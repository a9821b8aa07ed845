//! Common types and utilities for the sharpfix engine.
//!
//! This crate provides foundational types used across all sharpfix crates:
//! - Source spans (`Span`)
//! - Text edits grouped per document (`TextEdit`, `DocumentEdit`, `WorkspaceEdit`)
//! - C# identifier escaping (`escape_identifier`, `is_reserved_keyword`)
//! - Engine limits and thresholds

// Span - Source location tracking (byte offsets)
pub mod span;
pub use span::Span;

// Text edits and their application to document text
pub mod text_edit;
pub use text_edit::{DocumentEdit, TextEdit, WorkspaceEdit, apply_text_edits};

// Identifier escaping for generated C#
pub mod identifiers;
pub use identifiers::{escape_identifier, is_reserved_keyword};

// Centralized limits and thresholds
pub mod limits;

#[cfg(test)]
#[path = "../tests/text_edit_tests.rs"]
mod text_edit_tests;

..............................

● **ABOUT THIS TASK**: Nothing but the lines from the one that contains "pub mod text_edit;" to the end of the listing should be given again, each exactly as it appears.

● **TASK SOLUTION**:
pub mod text_edit;
pub use text_edit::{DocumentEdit, TextEdit, WorkspaceEdit, apply_text_edits};

// Identifier escaping for generated C#
pub mod identifiers;
pub use identifiers::{escape_identifier, is_reserved_keyword};

// Centralized limits and thresholds
pub mod limits;

#[cfg(test)]
#[path = "../tests/text_edit_tests.rs"]
mod text_edit_tests;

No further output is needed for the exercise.